La Policía Local de Plasencia ha despedido a Urko, uno de los perros de la unidad canina más reconocidos del cuerpo, tras su fallecimiento. El organismo ha recordado la trayectoria del animal y ha subrayado que fue "mucho más que un perro policía", al considerarlo compañero, amigo y ejemplo para la unidad.
El vínculo entre Urko y su guía se inició cuando el animal tenía apenas dos meses. Juan Carlos Gutiérrez, responsable de la unidad canina, decidió hacerse cargo de él con la intención de comprobar de forma personal si podía preparar a un perro para el servicio sin ayuda externa; Gutiérrez ha declarado que quería saber si era capaz de hacerlo solo.
Los primeros meses de adiestramiento no fueron sencillos: según su guía, Urko fue inicialmente "muy torpe" y tardó varios meses en madurar para las labores policiales. Durante esa etapa temprana sufrió una lesión en una de sus extremidades que requirió intervención quirúrgica compleja. La operación se realizó en la Facultad de Veterinaria de Cáceres con la participación de un especialista italiano y fue grabada para su uso posterior en las clases de la facultad.
Tras recuperarse de aquella intervención, Urko se incorporó plenamente al servicio y participó en numerosas actuaciones de la Policía Local en la ciudad. El cuerpo ha destacado su capacidad de detección, valentía y lealtad, y ha señalado que contribuyó a labores de seguridad, búsquedas e intervenciones desarrolladas en Plasencia durante sus años de actividad.

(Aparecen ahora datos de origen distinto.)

//! Guard chain for commands that talk to the platform.
//!
//! ```text
//! START ─► AUTH_CHECKED ─► CLIENT_BUILT ─► RUNNING ─► SUCCESS | FAILED
//! ```
//!
//! The login guard makes sure a personal access token exists (running an
//! interactive login if needed), the SDK guard builds an authenticated
//! [`SdkClient`], and the action runs with both. Every failure is folded
//! into an [`ActionOutcome`]; the guard never exits the process.

use std::future::Future;
use std::io::Write;

use af_sdk::{PersonalAccessTokenService, SdkClient, SdkError};
use tracing::{debug, info, warn};

use crate::auth::{AuthClient, BrowserLogin, cancel_on_ctrl_c};
use crate::config::Config;
use crate::endpoints::ServiceUrls;
use crate::error::CliError;
use crate::poll::PollPolicy;

/// Exit code for every guarded failure.
pub const FAILURE_EXIT_CODE: u8 = 1;

/// Interactive login run by the login guard when no token is stored.
pub trait LoginFlow: Send + Sync {
    /// Log in against `auth_service_url` and persist the token in `config`.
    fn login(
        &self,
        auth_service_url: &str,
        config: &Config,
    ) -> impl Future<Output = Result<(), CliError>> + Send;
}

/// Browser login, cancellable with Ctrl-C. Prompts go to stderr.
#[derive(Debug, Clone, Copy)]
pub struct InteractiveLogin {
    policy: PollPolicy,
}

impl InteractiveLogin {
    /// Interactive login with the given polling budget.
    #[must_use]
    pub const fn new(policy: PollPolicy) -> Self {
        Self { policy }
    }
}

impl Default for InteractiveLogin {
    fn default() -> Self {
        Self::new(PollPolicy::CLI_SESSION)
    }
}

impl LoginFlow for InteractiveLogin {
    async fn login(&self, auth_service_url: &str, config: &Config) -> Result<(), CliError> {
        let client = AuthClient::new(auth_service_url)?;
        let mut stderr = std::io::stderr();

        BrowserLogin::new(&client)
            .with_policy(self.policy)
            .with_cancellation(cancel_on_ctrl_c())
            .login(config, &mut stderr)
            .await?;

        writeln!(stderr, "✓ Logged in")?;
        Ok(())
    }
}

/// What a guarded action receives.
#[derive(Debug)]
pub struct GuardedArgs<A> {
    /// Authenticated platform client.
    pub sdk: SdkClient,
    /// Parsed command arguments.
    pub args: A,
}

/// Result of one guarded invocation.
#[derive(Debug, Clone, PartialEq, Eq)]
pub enum ActionOutcome {
    /// The action completed.
    Success,
    /// A guard or the action failed; `message` is for the user.
    Failed {
        /// Process exit code.
        exit_code: u8,
        /// Message to print on stderr.
        message: String,
    },
}

impl ActionOutcome {
    /// Failure carrying the user-facing message for `error`.
    #[must_use]
    pub fn from_error(error: &anyhow::Error) -> Self {
        Self::Failed {
            exit_code: FAILURE_EXIT_CODE,
            message: describe(error),
        }
    }

    /// Fold a command result into an outcome.
    #[must_use]
    pub fn from_result<E>(result: Result<(), E>) -> Self
    where
        E: Into<anyhow::Error>,
    {
        match result {
            Ok(()) => Self::Success,
            Err(e) => Self::from_error(&e.into()),
        }
    }

    /// Process exit code.
    #[must_use]
    pub const fn exit_code(&self) -> u8 {
        match self {
            Self::Success => 0,
            Self::Failed { exit_code, .. } => *exit_code,
        }
    }

    /// Whether the action completed.
    #[must_use]
    pub const fn is_success(&self) -> bool {
        matches!(self, Self::Success)
    }
}

/// User-facing message for an action error.
///
/// Errors raised by this crate or the SDK print their own message; anything
/// else prints its message followed by its causes.
#[must_use]
pub fn describe(error: &anyhow::Error) -> String {
    if let Some(e) = error.downcast_ref::<CliError>() {
        return e.to_string();
    }
    if let Some(e) = error.downcast_ref::<SdkError>() {
        return e.to_string();
    }
    format!("{error:#}")
}

/// Login guard, SDK guard and action runner.
#[derive(Debug)]
pub struct Guard<L> {
    config: Config,
    urls: ServiceUrls,
    login: L,
}

impl<L: LoginFlow> Guard<L> {
    /// Guard over the given credentials and endpoints.
    #[must_use]
    pub const fn new(config: Config, urls: ServiceUrls, login: L) -> Self {
        Self { config, urls, login }
    }

    /// Credentials this guard checks.
    #[must_use]
    pub const fn config(&self) -> &Config {
        &self.config
    }

    /// Login guard: make sure a personal access token is available.
    ///
    /// The auth service URL is checked first, so a misconfigured environment
    /// fails before any network call or prompt.
    ///
    /// # Errors
    ///
    /// Returns [`CliError::MissingConfiguration`] if no auth service URL is
    /// set, the login flow's error if it fails, and
    /// [`CliError::MissingPersonalAccessToken`] if it finished without
    /// storing a token.
    pub async fn ensure_logged_in(&self) -> Result<(), CliError> {
        let auth_service_url = self.urls.require_auth_service_url()?;

        if self.config.personal_access_token().is_some() {
            debug!("personal access token present");
            return Ok(());
        }

        warn!(auth_service_url, "no personal access token, starting login");
        eprintln!("⚠ You are not logged in. Log in to continue.");
        self.login.login(auth_service_url, &self.config).await?;

        if self.config.personal_access_token().is_none() {
            return Err(CliError::MissingPersonalAccessToken);
        }
        info!("login completed");
        Ok(())
    }

    /// SDK guard: build an authenticated platform client.
    ///
    /// # Errors
    ///
    /// Returns [`CliError::MissingPersonalAccessToken`] without a token and
    /// [`CliError::MissingConfiguration`] without a GraphQL URL.
    pub fn build_sdk_client(&self) -> Result<SdkClient, CliError> {
        let credentials = self.config.credentials();
        let token = credentials
            .personal_access_token
            .ok_or(CliError::MissingPersonalAccessToken)?;
        let tokens = PersonalAccessTokenService::new(token, credentials.project_id);
        let options = self.urls.sdk_options()?;
        Ok(SdkClient::new(options, tokens)?)
    }

    /// Run `action` behind both guards.
    pub async fn run<A, F, Fut>(&self, args: A, action: F) -> ActionOutcome
    where
        F: FnOnce(GuardedArgs<A>) -> Fut,
        Fut: Future<Output = anyhow::Result<()>>,
    {
        if let Err(e) = self.ensure_logged_in().await {
            return ActionOutcome::from_error(&e.into());
        }

        let sdk = match self.build_sdk_client() {
            Ok(sdk) => sdk,
            Err(e) => return ActionOutcome::from_error(&e.into()),
        };

        debug!("running guarded action");
        match action(GuardedArgs { sdk, args }).await {
            Ok(()) => ActionOutcome::Success,
            Err(e) => {
                debug!(error = ?e, "guarded action failed");
                ActionOutcome::from_error(&e)
            }
        }
    }
}

#[cfg(test)]
mod tests {
    use super::*;
    use crate::config::{ConfigKey, CredentialStore, MemoryStore, Secrets};
    use std::collections::HashMap;
    use std::sync::Arc;
    use std::sync::atomic::{AtomicU32, Ordering};

    struct FakeLogin {
        issues: Option<&'static str>,
        calls: AtomicU32,
    }

    impl FakeLogin {
        fn issuing(token: &'static str) -> Self {
            Self {
                issues: Some(token),
                calls: AtomicU32::new(0),
            }
        }

        fn giving_up() -> Self {
            Self {
                issues: None,
                calls: AtomicU32::new(0),
            }
        }

        fn calls(&self) -> u32 {
            self.calls.load(Ordering::SeqCst)
        }
    }

    impl LoginFlow for FakeLogin {
        async fn login(&self, auth_service_url: &str, config: &Config) -> Result<(), CliError> {
            assert_eq!(auth_service_url, "https://auth.test");
            self.calls.fetch_add(1, Ordering::SeqCst);
            if let Some(token) = self.issues {
                config.store_personal_access_token(token)?;
            }
            Ok(())
        }
    }

    fn urls(pairs: &[(&str, &str)]) -> ServiceUrls {
        let vars: HashMap<String, String> = pairs
            .iter()
            .map(|(k, v)| ((*k).to_string(), (*v).to_string()))
            .collect();
        ServiceUrls::from_lookup(|key| vars.get(key).cloned())
    }

    fn full_urls() -> ServiceUrls {
        urls(&[
            ("SDK__AUTH_SERVICE_URL", "https://auth.test"),
            ("SDK__GRAPHQL_API_URL", "http://127.0.0.1:9/graphql"),
        ])
    }

    fn guard(store: Arc<MemoryStore>, urls: ServiceUrls, login: FakeLogin) -> Guard<FakeLogin> {
        Guard::new(Config::new(store, Secrets::default()), urls, login)
    }

    #[tokio::test]
    async fn logs_in_before_running_action() {
        let store = Arc::new(MemoryStore::new());
        let guard = guard(store.clone(), full_urls(), FakeLogin::issuing("fresh"));

        let mut seen = None;
        let outcome = guard
            .run("args", |guarded| {
                seen = Some((
                    guarded.args,
                    guarded.sdk.tokens().personal_access_token().to_string(),
                ));
                async { Ok(()) }
            })
            .await;

        assert_eq!(outcome, ActionOutcome::Success);
        assert_eq!(outcome.exit_code(), 0);
        assert_eq!(guard.login.calls(), 1);
        assert_eq!(seen, Some(("args", "fresh".to_string())));
        assert_eq!(store.get(ConfigKey::PersonalAccessToken).as_deref(), Some("fresh"));
    }

    #[tokio::test]
    async fn stored_token_skips_login() {
        let store = Arc::new(MemoryStore::with_token("stored"));
        store.set(ConfigKey::ProjectId, "proj_1").expect("seed");
        let guard = guard(store, full_urls(), FakeLogin::issuing("unused"));

        let mut project = None;
        let outcome = guard
            .run((), |guarded| {
                project = guarded.sdk.tokens().project_id().map(str::to_string);
                async { Ok(()) }
            })
            .await;

        assert!(outcome.is_success());
        assert_eq!(guard.login.calls(), 0);
        assert_eq!(project.as_deref(), Some("proj_1"));
    }

    #[tokio::test]
    async fn login_without_token_never_runs_action() {
        let guard = guard(Arc::new(MemoryStore::new()), full_urls(), FakeLogin::giving_up());

        let mut ran = false;
        let outcome = guard
            .run((), |_| {
                ran = true;
                async { Ok(()) }
            })
            .await;

        assert!(!ran);
        assert_eq!(guard.login.calls(), 1);
        match outcome {
            ActionOutcome::Failed { exit_code, message } => {
                assert_eq!(exit_code, 1);
                assert!(message.contains("missing personal access token"));
            }
            ActionOutcome::Success => panic!("expected failure"),
        }
    }

    #[tokio::test]
    async fn missing_auth_url_fails_before_login() {
        let urls = urls(&[("SDK__GRAPHQL_API_URL", "http://127.0.0.1:9/graphql")]);
        let guard = guard(Arc::new(MemoryStore::new()), urls, FakeLogin::issuing("fresh"));

        let outcome = guard.run((), |_| async { Ok(()) }).await;

        assert_eq!(guard.login.calls(), 0);
        assert_eq!(
            outcome,
            ActionOutcome::Failed {
                exit_code: 1,
                message: "missing required configuration: SDK__AUTH_SERVICE_URL".into(),
            }
        );
    }

    #[tokio::test]
    async fn missing_graphql_url_fails_in_sdk_guard() {
        let urls = urls(&[("AUTH__API_URL", "https://auth.test")]);
        let guard = guard(Arc::new(MemoryStore::with_token("stored")), urls, FakeLogin::giving_up());

        let mut ran = false;
        let outcome = guard
            .run((), |_| {
                ran = true;
                async { Ok(()) }
            })
            .await;

        assert!(!ran);
        assert_eq!(outcome.exit_code(), 1);
        assert!(matches!(
            outcome,
            ActionOutcome::Failed { ref message, .. } if message.contains("SDK__GRAPHQL_API_URL")
        ));
    }

    #[tokio::test]
    async fn recognised_action_errors_keep_their_message() {
        let guard = guard(Arc::new(MemoryStore::with_token("t")), full_urls(), FakeLogin::giving_up());

        let outcome = guard
            .run((), |_| async {
                Err(SdkError::NotFound {
                    resource: "domain".into(),
                }
                .into())
            })
            .await;
        assert_eq!(
            outcome,
            ActionOutcome::Failed {
                exit_code: 1,
                message: SdkError::NotFound {
                    resource: "domain".into()
                }
                .to_string(),
            }
        );

        let outcome = guard
            .run((), |_| async { Err(CliError::Command("deploy failed".into()).into()) })
            .await;
        assert_eq!(
            outcome,
            ActionOutcome::Failed {
                exit_code: 1,
                message: "command error: deploy failed".into(),
            }
        );
    }

    #[tokio::test]
    async fn foreign_errors_keep_their_message() {
        let guard = guard(Arc::new(MemoryStore::with_token("t")), full_urls(), FakeLogin::giving_up());

        let outcome = guard
            .run((), |_| async { Err(anyhow::anyhow!("boom")) })
            .await;
        assert_eq!(
            outcome,
            ActionOutcome::Failed {
                exit_code: 1,
                message: "boom".into(),
            }
        );

        let outcome = guard
            .run((), |_| async {
                Err(anyhow::Error::new(std::io::Error::other("disk full")))
            })
            .await;
        assert_eq!(
            outcome,
            ActionOutcome::Failed {
                exit_code: 1,
                message: "disk full".into(),
            }
        );
    }

    #[test]
    fn describe_includes_context_chain() {
        let error = anyhow::Error::new(std::io::Error::other("disk full")).context("saving report");
        assert_eq!(describe(&error), "saving report: disk full");
    }

    #[test]
    fn from_result_maps_ok_and_err() {
        assert!(ActionOutcome::from_result::<CliError>(Ok(())).is_success());
        let outcome = ActionOutcome::from_result(Err(CliError::LoginCancelled));
        assert_eq!(
            outcome,
            ActionOutcome::Failed {
                exit_code: 1,
                message: "login cancelled".into(),
            }
        );
    }
}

Con el paso de los años, los veterinarios detectaron en Urko una afección degenerativa en la columna que obligó a poner fin a su actividad policial. Gutiérrez explicó que, aunque el animal obedecía las órdenes, esa obediencia era "ciega" y que el perro "sufría mucho", por lo que los servicios veterinarios recomendaron su retirada del servicio activo.
Tras dejar de trabajar, Urko pasó a vivir como animal de compañía junto a Gutiérrez y su familia. La Policía Local ya había reconocido su trayectoria en el momento de su jubilación con un homenaje en el que también participó Jimmy, otro de los perros de la unidad que continúa con vida. Ambos animales fueron retirados de servicio al mismo tiempo tras sus años de dedicación.
La muerte de Urko motivó la emisión de un comunicado de la Policía Local de Plasencia en el que el cuerpo reconoce públicamente su trabajo y su huella en la unidad. "Su trabajo no siempre ha sido visible, pero su huella quedará para siempre en esta unidad y en el corazón de toda la Policía Local", señala el texto, que concluye con la despedida: "Gracias, Urko, por tanto. Descansa en paz, guerrero. Nunca te olvidaremos".
La trayectoria de Urko incluye tanto las intervenciones operativas como el papel simbólico dentro de la unidad canina, donde múltiples generaciones de agentes compartieron servicio con él. La historia del animal abarca desde su crianza y adiestramiento por parte de su guía hasta la recuperación de una intervención compleja y, finalmente, la retirada por motivos de salud.
El cuerpo policial ha mantenido el recuerdo de Urko como parte del legado de la unidad canina, que sigue en activo con otros ejemplares como Jimmy, mientras que la familia del guía asumió su cuidado tras la retirada del servicio.